A short memoir on Frederick Jackson Turner at the Huntington Library, by Dr. Max Farrand, is soon to appear in Huntington Library Bulletin, no. 3. From it the following paragraphs are taken:

“His students can best appreciate the significance of the announcement that Professor Turner presented to the Huntington Library not only his reference books but all of his notes as well. The notes are the accumulations of his years of study and are varied and voluminous beyond belief. The average person would get little from them, for they are heterogeneous and seemingly unorganized. But Turner’s students will know how to use them and will find them valuable and full of suggestion.

“He was so interested in what others were doing that he would devote a great deal of time to discussing their problems or to writing in reply to requests for criticism and advice. This was in its way a continuation of his teaching, and constitutes a part of his great contribution.

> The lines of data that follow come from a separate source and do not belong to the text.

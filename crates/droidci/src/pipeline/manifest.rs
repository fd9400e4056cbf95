//! Test manifest runner patching.
//!
//! The stock `InstrumentationTestRunner` prints results to the console only.
//! The JUnit report runner writes `junit-report.xml` into the application's
//! private files directory, which is what the report fetcher pulls.

use crate::error::{PipelineError, PipelineResult};
use std::fs;
use std::io::Write;
use std::path::Path;
use tempfile::NamedTempFile;

pub const MANIFEST_FILE: &str = "AndroidManifest.xml";

pub const DEFAULT_RUNNER: &str = r#"android:name="android.test.InstrumentationTestRunner""#;
pub const REPORT_RUNNER: &str =
    r#"android:name="com.zutubi.android.junitreport.JUnitReportTestRunner""#;

/// Fully qualified class of the report runner, as addressed by `am instrument`.
pub const REPORT_RUNNER_CLASS: &str = "com.zutubi.android.junitreport.JUnitReportTestRunner";

/// Replace every default-runner marker in `contents`, or `None` if there is none.
///
/// Works on raw bytes since the markers are ASCII and the manifest may declare
/// any encoding; everything outside the markers is copied unchanged.
pub fn patch_bytes(contents: &[u8]) -> Option<Vec<u8>> {
    let from = DEFAULT_RUNNER.as_bytes();
    let to = REPORT_RUNNER.as_bytes();

    let mut out = Vec::with_capacity(contents.len() + to.len());
    let mut rest = contents;
    let mut replaced = false;
    while let Some(at) = find(rest, from) {
        out.extend_from_slice(&rest[..at]);
        out.extend_from_slice(to);
        rest = &rest[at + from.len()..];
        replaced = true;
    }
    if !replaced {
        return None;
    }
    out.extend_from_slice(rest);
    Some(out)
}

fn find(haystack: &[u8], needle: &[u8]) -> Option<usize> {
    haystack
        .windows(needle.len())
        .position(|window| window == needle)
}

/// Switch the manifest at `path` to the report runner.
///
/// Returns `false` without touching the file when the default marker is
/// absent, so a second call after a successful patch is a no-op.
pub fn patch_if_default(path: &Path) -> PipelineResult<bool> {
    let contents = fs::read(path).map_err(PipelineError::io("read", path))?;
    let Some(patched) = patch_bytes(&contents) else {
        return Ok(false);
    };
    replace_contents(path, &patched)?;
    Ok(true)
}

/// Write through a sibling temp file and rename it over `path`.
fn replace_contents(path: &Path, contents: &[u8]) -> PipelineResult<()> {
    let dir = path
        .parent()
        .filter(|p| !p.as_os_str().is_empty())
        .unwrap_or_else(|| Path::new("."));

    let mut tmp =
        NamedTempFile::new_in(dir).map_err(PipelineError::io("create temp file in", dir))?;
    tmp.write_all(contents)
        .and_then(|()| tmp.as_file().sync_all())
        .map_err(PipelineError::io("write", tmp.path()))?;

    let perms = fs::metadata(path)
        .map_err(PipelineError::io("stat", path))?
        .permissions();
    fs::set_permissions(tmp.path(), perms).map_err(PipelineError::io("chmod", tmp.path()))?;

    tmp.persist(path)
        .map_err(|e| PipelineError::io("replace", path)(e.error))?;
    Ok(())
}
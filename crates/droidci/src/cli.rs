use clap::{Args, Parser, Subcommand};
use droidci::{DeviceKind, Overrides, Target};
use std::path::PathBuf;

#[derive(Parser)]
#[command(name = "droidci")]
#[command(about = "Build, install and instrument-test an Android app and its test package")]
pub struct Cli {
    #[command(flatten)]
    pub opts: GlobalOpts,

    #[command(subcommand)]
    pub cmd: Cmd,
}

#[derive(Args)]
pub struct GlobalOpts {
    /// Workspace root containing `trunk/` and `tests/`.
    #[arg(long, env = "WORKSPACE", global = true)]
    pub workspace: Option<PathBuf>,

    /// Settings file (default: `<workspace>/droidci.toml` if present).
    #[arg(long, global = true)]
    pub settings: Option<PathBuf>,

    #[arg(long, value_enum, global = true)]
    pub device: Option<DeviceKind>,

    /// Emulator serial, used with `--device emulator`.
    #[arg(long, env = "ANDROID_AVD_DEVICE", global = true)]
    pub emulator: Option<String>,

    #[arg(long, global = true)]
    pub sdk_dir: Option<PathBuf>,

    /// Device bridge binary (default: `<sdk-dir>/platform-tools/adb`).
    #[arg(long, global = true)]
    pub adb: Option<PathBuf>,

    #[arg(long, global = true)]
    pub build_tool: Option<String>,

    #[arg(long, global = true)]
    pub company: Option<String>,

    #[arg(long, global = true)]
    pub app_name: Option<String>,

    /// SDK platform written into generated build descriptors, e.g. `android-8`.
    #[arg(long, global = true)]
    pub platform_target: Option<String>,

    /// Kill any external command still running after this many seconds.
    #[arg(long, value_name = "SECS", global = true)]
    pub command_timeout: Option<u64>,

    /// Abort immediately on failure without removing build output.
    #[arg(long, global = true)]
    pub no_cleanup_on_failure: bool,

    /// More log output (-v debug, -vv trace). `RUST_LOG` overrides this.
    #[arg(short, long, action = clap::ArgAction::Count, global = true)]
    pub verbose: u8,

    /// Log as JSON lines on stderr.
    #[arg(long, global = true)]
    pub log_json: bool,
}

impl GlobalOpts {
    pub fn overrides(&self) -> Overrides {
        Overrides {
            workspace: self.workspace.clone(),
            settings: self.settings.clone(),
            emulator: self.emulator.clone(),
            device: self.device,
            sdk_dir: self.sdk_dir.clone(),
            adb: self.adb.clone(),
            build_tool: self.build_tool.clone(),
            company: self.company.clone(),
            app_name: self.app_name.clone(),
            platform_target: self.platform_target.clone(),
            command_timeout: self.command_timeout,
            no_cleanup_on_failure: self.no_cleanup_on_failure,
        }
    }
}

#[derive(Subcommand)]
pub enum Cmd {
    /// Build, install, run the instrumentation tests, fetch the report and clean up.
    Run {
        /// Write a JSON run summary here, also when the run fails.
        #[arg(long)]
        summary: Option<PathBuf>,
    },

    /// Print the build.xml that would be generated for a source tree.
    Descriptor {
        #[arg(long, value_enum, default_value_t = Target::Application)]
        target: Target,
    },

    /// Point the test manifest at the JUnit report runner.
    PatchManifest,

    /// Remove compiled output of both source trees.
    Clean,

    /// Uninstall both packages (physical device only).
    Uninstall,

    /// Print the resolved settings as TOML, in `droidci.toml` form.
    Config,
}

#[cfg(test)]
mod tests {
    use super::*;
    use clap::CommandFactory;

    #[test]
    fn test_cli_definition_is_valid() {
        Cli::command().debug_assert();
    }

    #[test]
    fn test_global_flags_after_subcommand() {
        let cli = Cli::try_parse_from([
            "droidci",
            "run",
            "--workspace",
            "/ws",
            "--device",
            "physical",
            "--company",
            "acme",
            "--summary",
            "/tmp/summary.json",
        ])
        .unwrap();

        let o = cli.opts.overrides();
        assert_eq!(o.workspace, Some(PathBuf::from("/ws")));
        assert_eq!(o.device, Some(DeviceKind::Physical));
        assert_eq!(o.company.as_deref(), Some("acme"));
        assert!(matches!(cli.cmd, Cmd::Run { summary: Some(_) }));
    }

    #[test]
    fn test_descriptor_target_defaults_to_application() {
        let cli = Cli::try_parse_from(["droidci", "descriptor"]).unwrap();
        assert!(matches!(
            cli.cmd,
            Cmd::Descriptor {
                target: Target::Application
            }
        ));
    }
}
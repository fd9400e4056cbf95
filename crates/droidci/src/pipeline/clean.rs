//! Removal of compiled output so the next run starts from a clean tree.

use super::Pipeline;
use crate::target::Target;
use std::fs;
use tracing::{info, warn};

impl Pipeline<'_> {
    /// Remove both `bin/` directories. Never fails; problems are logged.
    pub fn cleanup(&self) {
        info!("removing directories with compiled files");
        for target in Target::ALL {
            let dir = self.config.output_dir(target);
            if !dir.exists() {
                continue;
            }
            match fs::remove_dir_all(&dir) {
                Ok(()) => info!(path = %dir.display(), "removed"),
                Err(e) => warn!(path = %dir.display(), error = %e, "could not remove"),
            }
        }
    }
}
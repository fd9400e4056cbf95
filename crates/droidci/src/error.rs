//! Pipeline error types.

use crate::exec::CommandStatus;
use std::io;
use std::path::{Path, PathBuf};
use std::time::Duration;
use thiserror::Error;

#[derive(Error, Debug)]
pub enum PipelineError {
    /// An external tool ran and exited unsuccessfully.
    #[error("command `{command}` failed with {status}")]
    CommandFailed {
        command: String,
        status: CommandStatus,
    },

    #[error("failed to start `{command}`")]
    Spawn {
        command: String,
        #[source]
        source: io::Error,
    },

    #[error("failed while waiting on `{command}`")]
    Wait {
        command: String,
        #[source]
        source: io::Error,
    },

    #[error("command `{command}` timed out after {}s", .timeout.as_secs())]
    Timeout { command: String, timeout: Duration },

    #[error("failed to {action} {}", .path.display())]
    Io {
        action: &'static str,
        path: PathBuf,
        #[source]
        source: io::Error,
    },
}

impl PipelineError {
    /// Adapter for `map_err` on filesystem calls.
    pub(crate) fn io(action: &'static str, path: &Path) -> impl FnOnce(io::Error) -> Self {
        let path = path.to_path_buf();
        move |source| Self::Io {
            action,
            path,
            source,
        }
    }
}

pub type PipelineResult<T> = Result<T, PipelineError>;
//! Machine-readable record of a pipeline run.

use crate::error::{PipelineError, PipelineResult};
use crate::target::Target;
use chrono::{DateTime, Utc};
use serde::Serialize;
use std::fmt;
use std::fs;
use std::path::Path;

#[derive(Clone, Copy, Debug, PartialEq, Eq, Serialize)]
#[serde(rename_all = "kebab-case")]
pub enum Step {
    Prepare,
    BuildApplication,
    BuildTests,
    InstallApplication,
    InstallTests,
    Instrument,
    FetchReport,
    Cleanup,
    Uninstall,
}

impl Step {
    pub fn build(target: Target) -> Self {
        match target {
            Target::Application => Self::BuildApplication,
            Target::Tests => Self::BuildTests,
        }
    }

    pub fn install(target: Target) -> Self {
        match target {
            Target::Application => Self::InstallApplication,
            Target::Tests => Self::InstallTests,
        }
    }

    pub fn id(self) -> &'static str {
        match self {
            Self::Prepare => "prepare",
            Self::BuildApplication => "build-application",
            Self::BuildTests => "build-tests",
            Self::InstallApplication => "install-application",
            Self::InstallTests => "install-tests",
            Self::Instrument => "instrument",
            Self::FetchReport => "fetch-report",
            Self::Cleanup => "cleanup",
            Self::Uninstall => "uninstall",
        }
    }
}

impl fmt::Display for Step {
    fn fmt(&self, f: &mut fmt::Formatter<'_>) -> fmt::Result {
        f.write_str(self.id())
    }
}

#[derive(Clone, Debug, PartialEq, Eq, Serialize)]
pub struct Failure {
    pub step: Step,
    pub error: String,
}

#[derive(Clone, Debug, Serialize)]
pub struct RunSummary {
    pub started_at: DateTime<Utc>,
    pub finished_at: Option<DateTime<Utc>>,
    pub completed: Vec<Step>,
    pub failure: Option<Failure>,
    pub success: bool,
}

impl Default for RunSummary {
    fn default() -> Self {
        Self::start()
    }
}

impl RunSummary {
    pub fn start() -> Self {
        Self {
            started_at: Utc::now(),
            finished_at: None,
            completed: Vec::new(),
            failure: None,
            success: false,
        }
    }

    pub(crate) fn record(&mut self, step: Step, result: &PipelineResult<()>) {
        match result {
            Ok(()) => self.completed.push(step),
            Err(e) => {
                self.failure = Some(Failure {
                    step,
                    error: e.to_string(),
                });
            }
        }
    }

    pub(crate) fn finish(&mut self, result: &PipelineResult<()>) {
        self.finished_at = Some(Utc::now());
        self.success = result.is_ok();
    }

    pub fn write_to(&self, path: &Path) -> PipelineResult<()> {
        let json = serde_json::to_string_pretty(self)
            .map_err(|e| PipelineError::io("serialize summary for", path)(e.into()))?;
        fs::write(path, json + "\n").map_err(PipelineError::io("write", path))
    }
}

#[cfg(test)]
mod tests {
    use super::*;
    use crate::exec::CommandStatus;

    #[test]
    fn test_summary_records_failure() {
        let mut summary = RunSummary::start();
        summary.record(Step::BuildApplication, &Ok(()));
        let failed: PipelineResult<()> = Err(PipelineError::CommandFailed {
            command: "ant -quiet debug".into(),
            status: CommandStatus::from_code(1),
        });
        summary.record(Step::BuildTests, &failed);
        summary.finish(&failed);

        assert_eq!(summary.completed, [Step::BuildApplication]);
        assert_eq!(summary.failure.as_ref().unwrap().step, Step::BuildTests);
        assert!(!summary.success);
        assert!(summary.finished_at.is_some());
    }

    #[test]
    fn test_summary_json_uses_step_ids() {
        let tmp = tempfile::TempDir::new().unwrap();
        let path = tmp.path().join("summary.json");

        let mut summary = RunSummary::start();
        summary.record(Step::FetchReport, &Ok(()));
        summary.finish(&Ok(()));
        summary.write_to(&path).unwrap();

        let json: serde_json::Value =
            serde_json::from_str(&fs::read_to_string(&path).unwrap()).unwrap();
        assert_eq!(json["completed"][0], "fetch-report");
        assert_eq!(json["success"], true);
        assert!(json["failure"].is_null());
    }

    #[test]
    fn test_step_ids_match_serde_names() {
        for step in [Step::Prepare, Step::InstallTests, Step::Uninstall] {
            let json = serde_json::to_value(step).unwrap();
            assert_eq!(json, step.id());
        }
    }
}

His letters contain many important bits of interpretation, many flashes of insight and inspiration, that will lose the wider influence they might have unless gathered in one place and made available. The bulk of his correspondence has been deposited in the Huntington Library. His own copies of many letters are there, and other letters are being sought, especially those written in his own hand. These will be accessible to those who are competent to use them in the interests of scholarship and, when combined with his notes, the reprinting of his essays, and the publication of his larger work, will serve to carry on the influence of an original, keen, exploring mind.”



Outline studies in the history of the Northwest, prepared by Frederick J. Turner. Chicago: C.H. Kerr, 1888.

A half century of American politics, 1789-1840. Madison, Tracy, Gibbs & co., printers, 1894.

The significance of the frontier in American history, by Frederick Jackson Turner (From Proceedings of the forty-first annual meeting of the State Historical Society of Wisconsin) Madison, State Historical Society of Wisconsin, 1894. The frontier in American history / Frederick Jackson Turner. New York : Dover Publications, 1996.

The West as a field for historical study. Madison, State historical society of Wisconsin, 1897

The policy of France towards the Mississippi Valley in the period of Washington and Adams. New York, 1905.

The colonization of the West, 1820-1830. New York, 1906.

Rise of the new West, 1819-1829, by Frederick Jackson Turner. New York and London: Harper & brothers, 1906; Reprint, Gloucester, Mass., P. Smith, 1961.

Is sectionalism in America dying away? By Professor Frederick J. Turner. Chicago: Printed at the University of Chicago Press, 1908.

Guide to the study of American history; Rev. and augm. ed. Boston, Ginn & company, 1912.

The frontier in American history, by Frederick Jackson Turner. New York, H. Holt and Company, 1920.

The United States, 1830-1850; the nation and its sections, by Frederick Jackson Turner; with an introduction by Avery Craven. New York, H. Holt and company [1935]

The historical world of Frederick Jackson Turner, with selections from his correspondence. Narrative by Wilbur R. Jacobs. New Haven, Yale University Press, 1968.

History, frontier, and section: three essays, by Frederick Jackson Turner; introduction by Martin Ridge. 1st ed. Albuquerque: University of New Mexico Press, 1993.

Rereading Frederick Jackson Turner: “The significance of the frontier in American history”, and other essays, with commentary by John Mack Faragher. New Haven: Yale University Press, 1998.